While Pierella Karlusich and Carrillo (this issue) review evidence that oxygenic photosynthesis necessitated the evolution of oxygen insensitive electron carriers such as ferredoxin and its functional counterpart flavodoxin, Mignée et al. (this issue) present data revealing how the interaction of ferredoxin with photosystem I modulates electron transfer within the photosystem. Recent advances in our understanding of how electron transfer occurs between ferredoxin and its principle partner enzyme, FNR are reviewed by Mulo and Medina (this issue), who also discuss an ongoing puzzle in the field—how FNR localisation both at the membrane and as a soluble enzyme could impact on electron transfer around photosystem I. Data relating to this problem in the alga Chlamydomonas reinhardtii are presented by Mosebach et al. (this issue), who compare the impact of FNR membrane association on electron transfer with different ferredoxin iso-proteins. C. reinhardtii is notorious for its extensive ferredoxin complement (Terauchi et al. 2009), and recent findings on different C. reinhardtii ferredoxins are reviewed by Sawyer and Winkler (this issue), who focus on the longstanding problem of optimizing electron flux away from FNR into alternative pathways, such as bio-hydrogen production. As Synthetic Biology seeks to manipulate chloroplast and cyanobacterial metabolism, to increase flux through specific biosynthetic pathways and drive synthesis of novel products, tuning ferredoxin interactions is increasingly seen as a powerful tool. Mellor et al. (this issue) review evidence that ferredoxin is capable of electron donation to heterologous enzymes, and outline a vision of how the protein could be used in the future for Synthetic Biology purposes. Finally, Schreiber (this issue) describes data generated with a recently developed DUAL/KLAS-NIR spectrophotometer, capable of following the redox state of ferredoxin in intact leaf tissue. This equipment could add a new dimension to studies on the acceptor side of photosystem I, and the onus is now on the research community to test the limits of this exciting new tool and to apply it appropriately.

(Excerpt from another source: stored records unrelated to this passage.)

//! Адаптивный список: таблица на десктопе, карточки на узком экране.
//!
//! Колонки описываются `ColumnDef`; в режиме карточек колонка `Title`
//! становится заголовком, `Primary`/`Secondary` полями, `DesktopOnly`
//! скрываются. Пагинация клиентская (таблица режет `rows` сама) или
//! серверная (`rows` уже одна страница, смена страницы уходит в
//! `on_page_change`).

use contracts::shared::selection::{HeaderCheckState, Selection};
use contracts::shared::table::{
    card_layout, layout_for_width, ColumnDef, LayoutMode, PaginationMode, MOBILE_BREAKPOINT_PX,
};
use leptos::prelude::*;
use thaw::*;

use super::pagination_controls::PaginationControls;
use super::table_checkbox::{HeaderCheckbox, TableCheckbox};

fn viewport_width() -> u32 {
    web_sys::window()
        .and_then(|w| w.inner_width().ok())
        .and_then(|v| v.as_f64())
        .map(|w| w as u32)
        .unwrap_or(MOBILE_BREAKPOINT_PX)
}

/// Текущий режим отображения, обновляется при изменении размера окна
pub fn use_layout_mode() -> Signal<LayoutMode> {
    let layout = RwSignal::new(layout_for_width(viewport_width()));
    let handle = window_event_listener(leptos::ev::resize, move |_| {
        let next = layout_for_width(viewport_width());
        if layout.get_untracked() != next {
            layout.set(next);
        }
    });
    on_cleanup(move || handle.remove());
    layout.into()
}

#[component]
pub fn ResponsiveTable<T>(
    columns: Vec<ColumnDef>,
    #[prop(into)]
    rows: Signal<Vec<T>>,
    /// Идентификатор строки для выбора
    row_id: Callback<T, String>,
    /// Содержимое ячейки по `(строка, ключ колонки)`
    render_cell: Callback<(T, String), AnyView>,
    #[prop(into)]
    pagination: Signal<PaginationMode>,
    /// Внешний сигнал страницы (управляемый режим)
    #[prop(optional)]
    page: Option<RwSignal<usize>>,
    #[prop(optional)]
    on_page_change: Option<Callback<usize>>,
    #[prop(optional)]
    on_page_size_change: Option<Callback<usize>>,
    /// Общее число строк для серверной пагинации
    #[prop(optional, into)]
    total_count: Option<Signal<usize>>,
    #[prop(optional)]
    selection: Option<RwSignal<Selection>>,
    #[prop(optional)]
    on_row_click: Option<Callback<T>>,
    #[prop(optional, into)]
    loading: Option<Signal<bool>>,
    #[prop(optional, into)]
    empty_text: Option<String>,
) -> impl IntoView
where
    T: Clone + Send + Sync + 'static,
{
    let page = page.unwrap_or_else(|| RwSignal::new(0));
    let layout = use_layout_mode();
    let card = StoredValue::new(card_layout(&columns));
    let columns = StoredValue::new(columns);
    let empty_text = empty_text.unwrap_or_else(|| "Нет данных".to_string());
    let loading = loading.unwrap_or_else(|| Signal::derive(|| false));

    let row_count = Signal::derive(move || rows.with(|r| r.len()));
    let page_count = Signal::derive(move || pagination.get().page_count(row_count.get()));
    let visible = Signal::derive(move || {
        let mode = pagination.get();
        rows.with(|r| mode.visible_rows(r, page.get()))
    });
    let visible_ids = Signal::derive(move || {
        visible
            .get()
            .into_iter()
            .map(|r| row_id.run(r))
            .collect::<Vec<_>>()
    });

    // Страница не должна выходить за пределы после фильтрации
    Effect::new(move |_| {
        let clamped = pagination.get().clamp(page.get_untracked(), row_count.get());
        if clamped != page.get_untracked() {
            page.set(clamped);
        }
    });

    // Выбор чистится от строк, которых больше нет в наборе.
    // При серверной пагинации набор неполный, поэтому сверка не делается.
    if let Some(sel) = selection {
        Effect::new(move |_| {
            if matches!(pagination.get(), PaginationMode::Server { .. }) {
                return;
            }
            let ids: Vec<String> =
                rows.with(|r| r.iter().cloned().map(|row| row_id.run(row)).collect());
            sel.update(|s| s.reconcile(ids.iter().map(String::as_str)));
        });
    }

    let change_page = Callback::new(move |p: usize| {
        let p = pagination.get_untracked().clamp(p, row_count.get_untracked());
        page.set(p);
        if let Some(cb) = on_page_change {
            cb.run(p);
        }
    });

    let header_state = Signal::derive(move || match selection {
        Some(sel) => {
            let ids = visible_ids.get();
            sel.with(|s| s.header_state(ids.iter().map(String::as_str)))
        }
        None => HeaderCheckState::None,
    });
    let toggle_all = Callback::new(move |_| {
        if let Some(sel) = selection {
            let ids = visible_ids.get_untracked();
            sel.update(|s| s.toggle_all(ids.iter().map(String::as_str)));
        }
    });

    let is_selected = move |id: &str| selection.map(|s| s.with(|s| s.is_selected(id)));
    let set_selected = move |id: String, checked: bool| {
        if let Some(sel) = selection {
            sel.update(|s| s.set(&id, checked));
        }
    };
    let click_row = move |row: T| {
        if let Some(cb) = on_row_click {
            cb.run(row);
        }
    };

    let table_view = move || {
        let cols = columns.get_value();
        let header = cols
            .into_iter()
            .map(|c| view! { <TableHeaderCell>{c.title}</TableHeaderCell> })
            .collect_view();
        let body = move || {
            visible
                .get()
                .into_iter()
                .map(|row| {
                    let id = row_id.run(row.clone());
                    let id_for_check = id.clone();
                    let id_for_change = id;
                    let row_for_click = row.clone();
                    let cells = columns
                        .get_value()
                        .into_iter()
                        .map(|c| {
                            let content = render_cell.run((row.clone(), c.key.clone()));
                            view! { <TableCell><TableCellLayout>{content}</TableCellLayout></TableCell> }
                        })
                        .collect_view();
                    view! {
                        <TableRow on:click=move |_| click_row(row_for_click.clone())>
                            {selection.map(|_| view! {
                                <TableCheckbox
                                    checked=Signal::derive(move || is_selected(&id_for_check).unwrap_or(false))
                                    on_change=Callback::new(move |checked| set_selected(id_for_change.clone(), checked))
                                />
                            })}
                            {cells}
                        </TableRow>
                    }
                })
                .collect_view()
        };

        view! {
            <Table>
                <TableHeader>
                    <TableRow>
                        {selection.map(|_| view! {
                            <TableHeaderCell class="table__cell--checkbox">
                                <HeaderCheckbox state=header_state on_toggle=toggle_all/>
                            </TableHeaderCell>
                        })}
                        {header}
                    </TableRow>
                </TableHeader>
                <TableBody>{body}</TableBody>
            </Table>
        }
        .into_any()
    };

    let cards_view = move || {
        let layout = card.get_value();
        let cols = columns.get_value();
        let title_of = |key: &str| {
            cols.iter()
                .find(|c| c.key == key)
                .map(|c| c.title.clone())
                .unwrap_or_default()
        };
        let field_titles: Vec<(String, String)> = layout
            .fields
            .iter()
            .map(|k| (k.clone(), title_of(k)))
            .collect();
        let field_titles = StoredValue::new(field_titles);
        let title_key = layout.title.clone();

        view! {
            <div class="responsive-table__cards">
                {move || {
                    visible
                        .get()
                        .into_iter()
                        .map(|row| {
                            let id = row_id.run(row.clone());
                            let id_for_check = id.clone();
                            let row_for_click = row.clone();
                            let title = title_key
                                .clone()
                                .map(|k| render_cell.run((row.clone(), k)));
                            let fields = field_titles
                                .get_value()
                                .into_iter()
                                .map(|(key, caption)| {
                                    let value = render_cell.run((row.clone(), key));
                                    view! {
                                        <div class="card-item__field">
                                            <span class="card-item__label">{caption}</span>
                                            <span class="card-item__value">{value}</span>
                                        </div>
                                    }
                                })
                                .collect_view();
                            view! {
                                <div
                                    class="card-item"
                                    class:card-item--selected=move || is_selected(&id).unwrap_or(false)
                                    on:click=move |_| click_row(row_for_click.clone())
                                >
                                    <div class="card-item__header">
                                        {selection.map(|_| {
                                            let id_for_change = id_for_check.clone();
                                            let id_for_state = id_for_check.clone();
                                            view! {
                                                <input
                                                    type="checkbox"
                                                    class="table__checkbox"
                                                    prop:checked=move || is_selected(&id_for_state).unwrap_or(false)
                                                    on:click=|e| e.stop_propagation()
                                                    on:change=move |ev| set_selected(id_for_change.clone(), event_target_checked(&ev))
                                                />
                                            }
                                        })}
                                        <div class="card-item__title">{title}</div>
                                    </div>
                                    <div class="card-item__fields">{fields}</div>
                                </div>
                            }
                        })
                        .collect_view()
                }}
            </div>
        }
        .into_any()
    };

    let show_pagination = move || !matches!(pagination.get(), PaginationMode::None);
    let count = Signal::derive(move || match total_count {
        Some(total) => total.get(),
        None => row_count.get(),
    });
    let page_size = Signal::derive(move || pagination.get().page_size(row_count.get()));

    view! {
        <div class="responsive-table">
            {move || {
                if loading.get() {
                    view! { <div class="responsive-table__loading"><Spinner/></div> }.into_any()
                } else if row_count.get() == 0 {
                    view! { <div class="empty-state">{empty_text.clone()}</div> }.into_any()
                } else {
                    match layout.get() {
                        LayoutMode::Table => table_view(),
                        LayoutMode::Cards => cards_view(),
                    }
                }
            }}
            <Show when=show_pagination>
                <div class="responsive-table__footer">
                    {selection.map(|sel| view! {
                        <span class="responsive-table__selected">
                            {move || {
                                let n = sel.with(|s| s.len());
                                if n > 0 { format!("Выбрано: {}", n) } else { String::new() }
                            }}
                        </span>
                    })}
                    <PaginationControls
                        current_page=page
                        total_pages=page_count
                        total_count=count
                        page_size=page_size
                        on_page_change=change_page
                        on_page_size_change=on_page_size_change
                    />
                </div>
            </Show>
        </div>
    }
}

Great thanks are due to the authors for their outstanding contributions and patience in the reviewing process and issue preparation, and to all the reviewers for their constructive and informative comments. We acknowledge the initial idea for the special issue from David Knaff (former Editor-in-Chief) and the help and encouragement of Terry M. Bricker (current Editor-in-Chief) in continuing this process and realising its eventual production. We are very grateful to Ellen Klink and Jaap van der Linden of Springer for their help during the production of this special issue.

Perhaps the last word should go to David Knaff. When we first met and after I had given a slightly over-enthusiastic explanation of my current research project: “Listen”, he said, “as Dan Arnon’s former Post-Doc, I have no problem with the idea that ferredoxin is the center of the universe”.